Na política, a lei tem espaço para anistia e burla. No futebol, a política é vencer seguindo as regras que legitimam vitória, empate ou derrota, porque valem para nós e — eis a novidade — para eles!
O futebol se mundializou pela capacidade de produzir igualdade democrática, ao lado da experiência de vitória e excelência em competições. Nada mais gratificante para sociedades colonizadas, marcadas pela autodepreciação, do que dar “um banho de bola” nos branquelos invencíveis. O roubo do futebol pelo Brasil e por outros povos periféricos é uma façanha revolucionária justamente porque não é definitiva e porque nega o determinismo.
Se as leis legitimavam a escravidão e sustentavam um sistema político com notável vocação para tirar vantagem de tudo, as do esporte e do futebol são universais. Valem para o campeão e para o lanterninha.
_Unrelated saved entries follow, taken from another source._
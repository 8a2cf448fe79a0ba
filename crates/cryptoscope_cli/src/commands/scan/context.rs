//! Scan context - configuration and rule loading.

use std::path::{Path, PathBuf};

use anyhow::Context as _;
use cryptoscope_core::prelude::*;

use crate::scanning::build_scanner;
use crate::ui::colors;
use crate::{CONFIG_FILENAME, ScanArgs};

/// Loaded scanner and configuration for a scan run.
#[derive(Debug)]
pub struct ScanContext {
    /// The compiled scanner.
    pub scanner: Scanner,
    /// Parsed configuration from `.cryptoscope.toml`.
    pub config: Config,
}

impl ScanContext {
    /// Loads configuration and builds the scanner from CLI arguments.
    pub fn load(args: &ScanArgs) -> anyhow::Result<Self> {
        let config_path = config_path(args);
        let config = Config::load(config_path).context("loading config")?;
        let scanner = build_scanner(&config)?;

        Ok(Self { scanner, config })
    }

    /// Returns the size limit, preferring the command line.
    pub fn max_file_size(&self, args: &ScanArgs) -> Option<u64> {
        args.max_file_size.or(self.config.max_file_size)
    }

    /// Returns whether `_test.go` files take part in the scan.
    pub const fn include_tests(&self, args: &ScanArgs) -> bool {
        self.config.include_tests && !args.skip_tests
    }
}

/// Returns the configuration path named on the command line, or the default.
pub fn config_path(args: &ScanArgs) -> &Path {
    args.config.as_deref().unwrap_or(Path::new(CONFIG_FILENAME))
}

/// Data collected for verbose output display.
#[derive(Debug)]
pub struct VerboseInfo {
    /// Path to the configuration file.
    pub config_path: PathBuf,
    /// Number of entry rules.
    pub rule_count: usize,
    /// Number of custom rules from configuration.
    pub custom_count: usize,
    /// Number of files to scan.
    pub file_count: usize,
    /// Active exclude glob patterns.
    pub excludes: Vec<String>,
    /// Paths being scanned.
    pub paths: Vec<PathBuf>,
    /// Maximum file size limit in bytes.
    pub max_file_size: Option<u64>,
    /// Whether `_test.go` files are scanned.
    pub include_tests: bool,
}

/// Prints verbose scan context to the terminal.
pub fn print_verbose_context(info: &VerboseInfo, level: u8) {
    let mut context_line = format!(
        "{} · {} rules · {} files",
        info.config_path.display(),
        info.rule_count,
        info.file_count
    );
    if info.custom_count > 0 {
        context_line.push_str(&format!(" · {} custom", info.custom_count));
    }

    println!("{}", colors::muted().apply_to(&context_line));

    if level >= 2 {
        print_verbose_details(info);
    }

    println!();
}

fn print_verbose_details(info: &VerboseInfo) {
    if !info.excludes.is_empty() {
        println!(
            "  {}",
            colors::muted().apply_to(format!("exclude {}", info.excludes.join(" ")))
        );
    }

    if let Some(max_size) = info.max_file_size {
        println!(
            "  {}",
            colors::muted().apply_to(format!("max {}", format_file_size(max_size)))
        );
    }

    if !info.include_tests {
        println!("  {}", colors::muted().apply_to("tests skipped"));
    }

    let paths: Vec<_> = info.paths.iter().map(|p| p.display().to_string()).collect();
    println!("  {}", colors::muted().apply_to(format!("paths {}", paths.join(" "))));
}

fn format_file_size(bytes: u64) -> String {
    if bytes >= 1_048_576 {
        format!("{}MB", bytes / 1_048_576)
    } else if bytes >= 1024 {
        format!("{}KB", bytes / 1024)
    } else {
        format!("{bytes}B")
    }
}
Valem para os craques e para os “pernas de pau”. Essa é a grande lição do esporte em nossa sociedade elitista e aristocrática, marcada pela possibilidade de jogar nos dois times...
A aceitação de leis fixas torna o futebol um milagre para os tidos como “pobres” e para quem tem sofrido a permanente desonestidade dos governos. Vencer ou ganhar seguindo regras revela talento e trabalho, coisas raras na vida política. No futebol, não há como anular ou anistiar jogadores ou times desonestos e derrotados. Eis um contraste que, por si só, explica a paixão pelo futebol.
É essa substância democrática que atrai na esfera esportiva. Foi essa experiência com a liberdade e a igualdade que promoveu a forte reação de intelectuais que não suportavam mulheres torcendo livremente, ao lado da igualdade que associou brancos riquinhos a seus ex-escravos nos verdes campos da justiça social embutida no futebol!
Não tenho espaço para seguir, mas saliento que o futebol é hoje um tema acadêmico legítimo. Numa época em que ele, como o carnaval, era considerado o “ópio do povo” e assunto para reacionários, como Nélson Rodrigues, promovi o seu estudo no Museu Nacional. Ali, orientei Simoni Guedes e tive a satisfação de ler os ensaios sobre futebol de José Sérgio Leite Lopes, bem como do saudoso Afrânio Garcia, organizador de um pioneiro encontro para discuti-lo em Paris.
Recusando o reducionismo, examinei como o Brasil jogava futebol e como o futebol jogava o Brasil. Esse Brasil que, pelo menos no futebol, era obrigado a seguir as suas regras, sob pena de assassinar o jogo.
Aprofundei tal postura no livro “A bola corre mais que os homens”, publicado em 2006. Ensaio hoje vencido pela gloriosa fúria analítica de Antonio Risério em seu “Pelé: o negão planetário”. Um estudo importante porque, como o ensaio de Leite Lopes sobre Garrincha, concentra-se nos craques e introduz um campo burocratizado, o carisma. Aquele talento de “comer a bola” que os abençoados possuem. Donos desse dom — como, no Brasil, Ademir Menezes, Didi, Zico, Orlando, Nílton Santos, Garrincha ou Pelé — que representam o sumo do futebol em sua variante brasileira.